How to Report Bullying
- Arrange a meeting for you and your child with the teacher and/or principal.
- Bring to the meeting the facts in writing (who, what, where, when, why, and how).
- Work with your child and school personnel on a plan that addresses what your child needs right now in order to feel safe, what he/she can do to avoid being bullied and to stand up to future bullying, and who he/she can go to for help.
- Be patient. The school might need some time to investigate and check on what has been said.
- If you are not aware of it, ask about the school’s Code of Student Conduct or Code of Behavior.
- Arrange for a follow-up meeting or phone call.
Parents can be generally unaware of the extent of the bullying and victimization problems. For these reasons, you may be uncertain how to prevent bullying. You are one of the most important persons in the prevention of bullying. Become aware and work on the problem with your child and the school.
What to do if Your Child is Aggressive or Bullies Others
- Talk to your child. Don’t blame. Stay calm and make it clear that bullying is NOT acceptable.
- Discuss with your child the negative impact that bullying has on the victim(s). Teach EMPATHY.
- Talk and listen to your child. Share information with his/her teacher(s) and school administration. Keep the lines of communication open between school and home.
- Be willing to attend any interviews with school to modify your child’s behavior.
- Keep a written record (who, what, where, why, when, and how).
- Praise the efforts that your child makes toward non-violent and responsible behavior.
- Ensure a consistent approach for consequences between home and school.
- Consequences should be clear, age appropriate and logical, NOT punitive.
Source: Adapted from The Bully Free Classroom, Allan L. Beane.
What is CyberBullying?
CyberBullying is when a child, preteen or teen is tormented, threatened, harassed, humiliated, embarrassed or otherwise targeted by a peer using the Internet, interactive and digital technologies or mobile phones.
Prevent Being a Victim of CyberBullying.
- Only share your password with your parent/guardian.
- Change your passwords often.
- Set your page and blog to private.
- Keep your personal information page private.
How Much Information is Too Much?
- Use a nickname that doesn’t identify your gender, age or location.
- Think before posting or sending photos–they could be used to hurt you now and/or in the future.
- Alter your pictures before you post them to remove identifying information.
- Don’t post your plans or whereabouts online.
- Never meet in person with anyone you meet online.
- Think about the real-life consequences of what you post.
CyberBullying Tips: Parents
- Keep your home computer in easily viewable places, such as family room or kitchen.
- Talk regularly with your child about online activities that he or she is involved.
- Talk specifically about CyberBullying and encourage your child to tell you immediately if he or she is a victim.
- Encourage your child to tell you if he or she is aware of others who may be the victims of such behavior.

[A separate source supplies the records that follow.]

use async_trait::async_trait;
use chrono::{DateTime, Utc};
use rust_decimal::Decimal;
use sqlx::FromRow;
use uuid::Uuid;

use super::{write_error, PgTx};
use crate::domain::aggregates::{Coupon, CouponUsage};
use crate::domain::value_objects::CouponName;
use crate::store::{CouponRepository, StoreError, StoreResult};

const COUPON_COLUMNS: &str = "id, name, code, discount_type, discount_value, maximum_discount, minimum_amount, \
     usage_limit, starts_at, expires_at, is_active, created_at, updated_at";

#[derive(FromRow)]
struct CouponRow {
    id: Uuid,
    name: String,
    code: String,
    discount_type: String,
    discount_value: Decimal,
    maximum_discount: Decimal,
    minimum_amount: Decimal,
    usage_limit: i32,
    starts_at: DateTime<Utc>,
    expires_at: DateTime<Utc>,
    is_active: bool,
    created_at: DateTime<Utc>,
    updated_at: DateTime<Utc>,
}

impl CouponRow {
    fn into_domain(self) -> StoreResult<Coupon> {
        Ok(Coupon {
            id: self.id,
            name: CouponName::new(self.name).map_err(|e| StoreError::corrupt("coupons", e))?,
            code: self.code,
            discount_kind: self.discount_type.parse().map_err(|e| StoreError::corrupt("coupons", e))?,
            discount_value: self.discount_value,
            maximum_discount: self.maximum_discount,
            minimum_amount: self.minimum_amount,
            usage_limit: self.usage_limit,
            starts_at: self.starts_at,
            expires_at: self.expires_at,
            is_active: self.is_active,
            created_at: self.created_at,
            updated_at: self.updated_at,
        })
    }
}

#[derive(FromRow)]
struct CouponUsageRow {
    id: Uuid,
    user_id: Uuid,
    coupon_code: String,
    times_used: i32,
}

impl PgTx {
    async fn fetch_coupon(&mut self, sql: &str, arg: &str) -> StoreResult<Option<Coupon>> {
        sqlx::query_as::<_, CouponRow>(sql)
            .bind(arg)
            .fetch_optional(&mut *self.tx)
            .await?
            .map(CouponRow::into_domain)
            .transpose()
    }
}

#[async_trait]
impl CouponRepository for PgTx {
    async fn coupon(&mut self, id: Uuid) -> StoreResult<Option<Coupon>> {
        let sql = format!("SELECT {COUPON_COLUMNS} FROM coupons WHERE id = $1");
        sqlx::query_as::<_, CouponRow>(&sql)
            .bind(id)
            .fetch_optional(&mut *self.tx)
            .await?
            .map(CouponRow::into_domain)
            .transpose()
    }

    async fn coupon_by_code(&mut self, code: &str) -> StoreResult<Option<Coupon>> {
        let sql = format!("SELECT {COUPON_COLUMNS} FROM coupons WHERE code = $1");
        self.fetch_coupon(&sql, code).await
    }

    async fn coupon_by_name(&mut self, name: &str) -> StoreResult<Option<Coupon>> {
        let sql = format!("SELECT {COUPON_COLUMNS} FROM coupons WHERE name = $1");
        self.fetch_coupon(&sql, name).await
    }

    async fn save_coupon(&mut self, coupon: &Coupon) -> StoreResult<()> {
        sqlx::query(
            "INSERT INTO coupons (id, name, code, discount_type, discount_value, maximum_discount, minimum_amount, \
             usage_limit, starts_at, expires_at, is_active, created_at, updated_at) \
             VALUES ($1, $2, $3, $4, $5, $6, $7, $8, $9, $10, $11, $12, $13) \
             ON CONFLICT (id) DO UPDATE SET name = EXCLUDED.name, code = EXCLUDED.code, \
             discount_type = EXCLUDED.discount_type, discount_value = EXCLUDED.discount_value, \
             maximum_discount = EXCLUDED.maximum_discount, minimum_amount = EXCLUDED.minimum_amount, \
             usage_limit = EXCLUDED.usage_limit, starts_at = EXCLUDED.starts_at, expires_at = EXCLUDED.expires_at, \
             is_active = EXCLUDED.is_active, updated_at = EXCLUDED.updated_at",
        )
        .bind(coupon.id)
        .bind(coupon.name.as_str())
        .bind(&coupon.code)
        .bind(coupon.discount_kind.as_str())
        .bind(coupon.discount_value)
        .bind(coupon.maximum_discount)
        .bind(coupon.minimum_amount)
        .bind(coupon.usage_limit)
        .bind(coupon.starts_at)
        .bind(coupon.expires_at)
        .bind(coupon.is_active)
        .bind(coupon.created_at)
        .bind(coupon.updated_at)
        .execute(&mut *self.tx)
        .await
        .map_err(write_error("coupon"))?;
        Ok(())
    }

    async fn delete_coupon(&mut self, id: Uuid) -> StoreResult<bool> {
        let result = sqlx::query("DELETE FROM coupons WHERE id = $1").bind(id).execute(&mut *self.tx).await?;
        Ok(result.rows_affected() > 0)
    }

    async fn coupon_usage_for_update(&mut self, user_id: Uuid, code: &str) -> StoreResult<Option<CouponUsage>> {
        let row = sqlx::query_as::<_, CouponUsageRow>(
            "SELECT id, user_id, coupon_code, times_used FROM coupon_usages \
             WHERE user_id = $1 AND coupon_code = $2 FOR UPDATE",
        )
        .bind(user_id)
        .bind(code)
        .fetch_optional(&mut *self.tx)
        .await?;

        Ok(row.map(|r| CouponUsage { id: r.id, user_id: r.user_id, coupon_code: r.coupon_code, times_used: r.times_used }))
    }

    async fn save_coupon_usage(&mut self, usage: &CouponUsage) -> StoreResult<()> {
        sqlx::query(
            "INSERT INTO coupon_usages (id, user_id, coupon_code, times_used) VALUES ($1, $2, $3, $4) \
             ON CONFLICT (id) DO UPDATE SET times_used = EXCLUDED.times_used",
        )
        .bind(usage.id)
        .bind(usage.user_id)
        .bind(&usage.coupon_code)
        .bind(usage.times_used)
        .execute(&mut *self.tx)
        .await
        .map_err(write_error("coupon usage"))?;
        Ok(())
    }
}
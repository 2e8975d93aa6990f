use async_trait::async_trait;
use chrono::{DateTime, Utc};

use super::orders::{attach_items, OrderItemRow, OrderRow, ORDER_COLUMNS};
use super::PgTx;
use crate::domain::aggregates::{Order, OrderItem};
use crate::store::{SalesRepository, StoreResult};

#[async_trait]
impl SalesRepository for PgTx {
    async fn orders_between(&mut self, from: DateTime<Utc>, to: DateTime<Utc>) -> StoreResult<Vec<Order>> {
        let sql = format!(
            "SELECT {ORDER_COLUMNS} FROM orders WHERE created_at >= $1 AND created_at < $2 ORDER BY created_at DESC, id DESC"
        );
        let rows = sqlx::query_as::<_, OrderRow>(&sql).bind(from).bind(to).fetch_all(&mut *self.tx).await?;
        attach_items(&mut self.tx, rows).await
    }

    async fn sold_items(&mut self) -> StoreResult<Vec<OrderItem>> {
        sqlx::query_as::<_, OrderItemRow>(
            "SELECT id, order_id, product_id, product_name, product_price, quantity, total_price, state \
             FROM order_items WHERE state = 'ordered'",
        )
        .fetch_all(&mut *self.tx)
        .await?
        .into_iter()
        .map(OrderItemRow::into_domain)
        .collect()
    }
}
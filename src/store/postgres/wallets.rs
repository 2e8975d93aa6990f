use async_trait::async_trait;
use chrono::{DateTime, Utc};
use rust_decimal::Decimal;
use sqlx::FromRow;
use uuid::Uuid;

use super::PgTx;
use crate::domain::aggregates::{EntryKind, Wallet, WalletEntry};
use crate::store::{StoreError, StoreResult, WalletRepository};

#[derive(FromRow)]
struct WalletRow {
    id: Uuid,
    user_id: Uuid,
    balance: Decimal,
    created_at: DateTime<Utc>,
    updated_at: DateTime<Utc>,
}

#[derive(FromRow)]
struct WalletEntryRow {
    id: Uuid,
    wallet_id: Uuid,
    entry_type: String,
    amount: Decimal,
    reason: String,
    created_at: DateTime<Utc>,
}

impl WalletEntryRow {
    fn into_domain(self) -> StoreResult<WalletEntry> {
        let kind = EntryKind::parse(&self.entry_type)
            .ok_or_else(|| StoreError::corrupt("wallet_history", format!("unknown entry type {:?}", self.entry_type)))?;
        Ok(WalletEntry {
            id: self.id, wallet_id: self.wallet_id, kind, amount: self.amount, reason: self.reason,
            created_at: self.created_at,
        })
    }
}

#[async_trait]
impl WalletRepository for PgTx {
    async fn wallet_for_update(&mut self, user_id: Uuid) -> StoreResult<Option<Wallet>> {
        let row = sqlx::query_as::<_, WalletRow>(
            "SELECT id, user_id, balance, created_at, updated_at FROM wallets WHERE user_id = $1 FOR UPDATE",
        )
        .bind(user_id)
        .fetch_optional(&mut *self.tx)
        .await?;

        Ok(row.map(|r| Wallet::restore(r.id, r.user_id, r.balance, r.created_at, r.updated_at)))
    }

    async fn save_wallet(&mut self, wallet: &Wallet) -> StoreResult<()> {
        sqlx::query(
            "INSERT INTO wallets (id, user_id, balance, created_at, updated_at) VALUES ($1, $2, $3, $4, $5) \
             ON CONFLICT (id) DO UPDATE SET balance = EXCLUDED.balance, updated_at = EXCLUDED.updated_at",
        )
        .bind(wallet.id)
        .bind(wallet.user_id)
        .bind(wallet.balance)
        .bind(wallet.created_at)
        .bind(wallet.updated_at)
        .execute(&mut *self.tx)
        .await?;
        Ok(())
    }

    async fn append_wallet_entry(&mut self, entry: &WalletEntry) -> StoreResult<()> {
        sqlx::query(
            "INSERT INTO wallet_history (id, wallet_id, entry_type, amount, reason, created_at) \
             VALUES ($1, $2, $3, $4, $5, $6)",
        )
        .bind(entry.id)
        .bind(entry.wallet_id)
        .bind(entry.kind.as_str())
        .bind(entry.amount)
        .bind(&entry.reason)
        .bind(entry.created_at)
        .execute(&mut *self.tx)
        .await?;
        Ok(())
    }

    async fn wallet_history(&mut self, wallet_id: Uuid) -> StoreResult<Vec<WalletEntry>> {
        sqlx::query_as::<_, WalletEntryRow>(
            "SELECT id, wallet_id, entry_type, amount, reason, created_at FROM wallet_history \
             WHERE wallet_id = $1 ORDER BY created_at DESC, id DESC",
        )
        .bind(wallet_id)
        .fetch_all(&mut *self.tx)
        .await?
        .into_iter()
        .map(WalletEntryRow::into_domain)
        .collect()
    }
}
//! Sales figures for the admin dashboard.

use chrono::{DateTime, Datelike, Duration, NaiveTime, Utc};
use rust_decimal::Decimal;
use serde::Serialize;
use std::collections::HashMap;
use std::fmt;
use std::str::FromStr;
use std::sync::Arc;
use uuid::Uuid;

use crate::domain::aggregates::{Order, OrderStatus};
use crate::store::Store;
use crate::{EcommerceError, Result};

pub const DEFAULT_TOP_LIMIT: usize = 10;

#[derive(Clone, Copy, Debug, PartialEq, Eq, Serialize)]
#[serde(rename_all = "lowercase")]
pub enum ReportPeriod {
    Daily,
    Weekly,
    Yearly,
}

impl ReportPeriod {
    pub fn as_str(&self) -> &'static str {
        match self {
            Self::Daily => "daily",
            Self::Weekly => "weekly",
            Self::Yearly => "yearly",
        }
    }

    /// `[from, to)` window in UTC containing `now`. Weeks start on Monday.
    pub fn window(&self, now: DateTime<Utc>) -> Option<(DateTime<Utc>, DateTime<Utc>)> {
        let today = now.date_naive();
        let (start, end) = match self {
            Self::Daily => (today, today.succ_opt()?),
            Self::Weekly => {
                let monday = today - Duration::days(i64::from(today.weekday().num_days_from_monday()));
                (monday, monday + Duration::days(7))
            }
            Self::Yearly => (
                chrono::NaiveDate::from_yo_opt(today.year(), 1)?,
                chrono::NaiveDate::from_yo_opt(today.year() + 1, 1)?,
            ),
        };
        Some((start.and_time(NaiveTime::MIN).and_utc(), end.and_time(NaiveTime::MIN).and_utc()))
    }
}

impl fmt::Display for ReportPeriod {
    fn fmt(&self, f: &mut fmt::Formatter<'_>) -> fmt::Result { f.write_str(self.as_str()) }
}

impl FromStr for ReportPeriod {
    type Err = EcommerceError;

    fn from_str(s: &str) -> Result<Self> {
        match s {
            "daily" => Ok(Self::Daily),
            "weekly" => Ok(Self::Weekly),
            "yearly" => Ok(Self::Yearly),
            other => Err(EcommerceError::validation(format!(
                "invalid report period '{other}', expected daily, weekly or yearly"
            ))),
        }
    }
}

#[derive(Clone, Debug, Default, PartialEq, Eq, Serialize)]
pub struct OrderCounts {
    pub total: usize,
    pub pending: usize,
    pub placed: usize,
    pub shipped: usize,
    pub delivered: usize,
    pub cancelled: usize,
    pub returned: usize,
}

#[derive(Clone, Debug, Default, PartialEq, Eq, Serialize)]
pub struct SalesAmounts {
    pub subtotal: Decimal,
    pub discount: Decimal,
    pub shipping: Decimal,
    pub final_price: Decimal,
}

#[derive(Clone, Debug, Serialize)]
pub struct SalesReport {
    pub period: ReportPeriod,
    pub from: DateTime<Utc>,
    pub to: DateTime<Utc>,
    pub orders: OrderCounts,
    pub amounts: SalesAmounts,
    pub total_sales: Decimal,
}

#[derive(Clone, Debug, PartialEq, Eq, Serialize)]
pub struct RankedProduct {
    pub product_id: Uuid,
    pub product_name: String,
    pub units_sold: i64,
}

#[derive(Clone, Debug, PartialEq, Eq, Serialize)]
pub struct RankedCategory {
    pub category_id: Uuid,
    pub category_name: String,
    pub units_sold: i64,
}

#[derive(Clone, Debug, Serialize)]
pub struct TopSelling {
    pub products: Vec<RankedProduct>,
    pub categories: Vec<RankedCategory>,
}

fn summarize(orders: &[Order]) -> (OrderCounts, SalesAmounts) {
    let mut counts = OrderCounts { total: orders.len(), ..Default::default() };
    let mut amounts = SalesAmounts::default();
    for order in orders {
        let slot = match order.status {
            OrderStatus::Pending => &mut counts.pending,
            OrderStatus::Placed => &mut counts.placed,
            OrderStatus::Shipped => &mut counts.shipped,
            OrderStatus::Delivered => &mut counts.delivered,
            OrderStatus::Cancelled => &mut counts.cancelled,
            OrderStatus::Returned => &mut counts.returned,
        };
        *slot += 1;
        amounts.subtotal += order.subtotal;
        amounts.discount += order.discount;
        amounts.shipping += order.shipping;
        amounts.final_price += order.final_price;
    }
    (counts, amounts)
}

#[derive(Clone)]
pub struct ReportService {
    store: Arc<dyn Store>,
}

impl ReportService {
    pub fn new(store: Arc<dyn Store>) -> Self { Self { store } }

    pub async fn sales_report(&self, period: ReportPeriod) -> Result<SalesReport> {
        self.sales_report_at(period, Utc::now()).await
    }

    pub async fn sales_report_at(&self, period: ReportPeriod, now: DateTime<Utc>) -> Result<SalesReport> {
        let (from, to) = period
            .window(now)
            .ok_or_else(|| EcommerceError::validation(format!("no {period} window around {now}")))?;

        let mut tx = self.store.begin().await?;
        let orders = tx.orders_between(from, to).await?;
        let (orders, amounts) = summarize(&orders);
        let total_sales = amounts.final_price;
        Ok(SalesReport { period, from, to, orders, amounts, total_sales })
    }

    /// Products and categories ranked by units sold in open order lines.
    pub async fn top_selling(&self, limit: usize) -> Result<TopSelling> {
        let mut tx = self.store.begin().await?;

        let mut by_product: HashMap<Uuid, RankedProduct> = HashMap::new();
        for item in tx.sold_items().await? {
            by_product
                .entry(item.product_id)
                .or_insert_with(|| RankedProduct {
                    product_id: item.product_id, product_name: item.product_name.clone(), units_sold: 0,
                })
                .units_sold += i64::from(item.quantity);
        }

        let mut by_category: HashMap<Uuid, RankedCategory> = HashMap::new();
        for ranked in by_product.values() {
            let Some(product) = tx.product(ranked.product_id).await? else { continue };
            let Some(category) = tx.category(product.category_id).await? else { continue };
            by_category
                .entry(category.id)
                .or_insert_with(|| RankedCategory { category_id: category.id, category_name: category.name, units_sold: 0 })
                .units_sold += ranked.units_sold;
        }

        let mut products: Vec<_> = by_product.into_values().collect();
        products.sort_by(|a, b| b.units_sold.cmp(&a.units_sold).then_with(|| a.product_name.cmp(&b.product_name)));
        products.truncate(limit);

        let mut categories: Vec<_> = by_category.into_values().collect();
        categories.sort_by(|a, b| b.units_sold.cmp(&a.units_sold).then_with(|| a.category_name.cmp(&b.category_name)));
        categories.truncate(limit);

        Ok(TopSelling { products, categories })
    }
}

#[cfg(test)]
mod tests {
    use super::*;
    use crate::domain::aggregates::{Cart, Category, NewProduct, OrderAddress, PaymentMethod, Product};
    use crate::domain::pricing::OrderTotals;
    use crate::store::MemoryStore;
    use chrono::TimeZone;

    fn at(y: i32, m: u32, d: u32, h: u32) -> DateTime<Utc> { Utc.with_ymd_and_hms(y, m, d, h, 0, 0).unwrap() }

    #[test]
    fn test_windows() {
        // A Thursday.
        let now = at(2024, 3, 14, 15);
        assert_eq!(ReportPeriod::Daily.window(now), Some((at(2024, 3, 14, 0), at(2024, 3, 15, 0))));
        assert_eq!(ReportPeriod::Weekly.window(now), Some((at(2024, 3, 11, 0), at(2024, 3, 18, 0))));
        assert_eq!(ReportPeriod::Yearly.window(now), Some((at(2024, 1, 1, 0), at(2025, 1, 1, 0))));
    }

    #[test]
    fn test_period_parse() {
        assert_eq!("weekly".parse::<ReportPeriod>().unwrap(), ReportPeriod::Weekly);
        assert!(matches!("monthly".parse::<ReportPeriod>(), Err(EcommerceError::Validation(_))));
    }

    #[tokio::test]
    async fn test_report_and_ranking() {
        let store = Arc::new(MemoryStore::new());
        let category = Category::create("Books", None);
        let novel = Product::create(NewProduct {
            name: "Novel".into(), price: Decimal::new(250, 0), quantity: 20, category_id: category.id,
            ..Default::default()
        });
        let atlas = Product::create(NewProduct {
            name: "Atlas".into(), price: Decimal::new(700, 0), quantity: 20, category_id: category.id,
            ..Default::default()
        });

        let mut cart = Cart::for_user(Uuid::now_v7());
        for _ in 0..3 {
            cart.add_product(&novel, novel.price).unwrap();
        }
        cart.add_product(&atlas, atlas.price).unwrap();
        let totals = OrderTotals::compute(cart.subtotal(), Decimal::ZERO);
        let kept = Order::place(cart.user_id, OrderAddress::default(), &cart, totals, PaymentMethod::Wallet, None).unwrap();
        let mut cancelled = Order::place(cart.user_id, OrderAddress::default(), &cart, totals, PaymentMethod::Wallet, None).unwrap();
        cancelled.cancel().unwrap();

        let mut tx = store.begin().await.unwrap();
        tx.save_category(&category).await.unwrap();
        tx.save_product(&novel).await.unwrap();
        tx.save_product(&atlas).await.unwrap();
        tx.save_order(&kept).await.unwrap();
        tx.save_order(&cancelled).await.unwrap();
        tx.commit().await.unwrap();

        let reports = ReportService::new(store);
        let report = reports.sales_report(ReportPeriod::Daily).await.unwrap();
        assert_eq!(report.orders.total, 2);
        assert_eq!((report.orders.placed, report.orders.cancelled), (1, 1));
        // 1450 + 30 shipping, twice.
        assert_eq!(report.total_sales, Decimal::new(2960, 0));

        let top = reports.top_selling(DEFAULT_TOP_LIMIT).await.unwrap();
        assert_eq!(top.products[0].product_name, "Novel");
        assert_eq!(top.products[0].units_sold, 3);
        assert_eq!(top.products[1].units_sold, 1);
        assert_eq!(top.categories[0].units_sold, 4);

        let top = reports.top_selling(1).await.unwrap();
        assert_eq!(top.products.len(), 1);
    }
}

- Explain that CyberBullying is a harmful and unacceptable behavior. Outline your expectations for responsible online behavior and make it clear that there will be consequences for inappropriate behavior.
- Although adults must respect the privacy of their children, concerns for your child’s safety may sometimes override these privacy concerns. Tell your child that you may review his or her online communications if you think there is reason or concern.
- Consider installing parental control filtering software and/or tracking programs, but don’t rely solely on these tools.
- Contact your local law enforcement or Cyber Tipline if: 1. You find child pornography on the computer; 2. Your child has received sexually explicit images or communication and; 3. Your child has been sexually solicited by someone first met online.
- Keep all evidence.
CyberBullying Tips: Teens
- Ignore harassing or rude comments posted on your profile.
- Save or print all evidence.
- Tell and adult you trust.
- Try to identify the individual doing the bullying.
- Block future contact if possible.
- Change your account.
- Call the police if the contact involves violence, stalking, child pornography, sexual solicitation, obscene calls or text messages.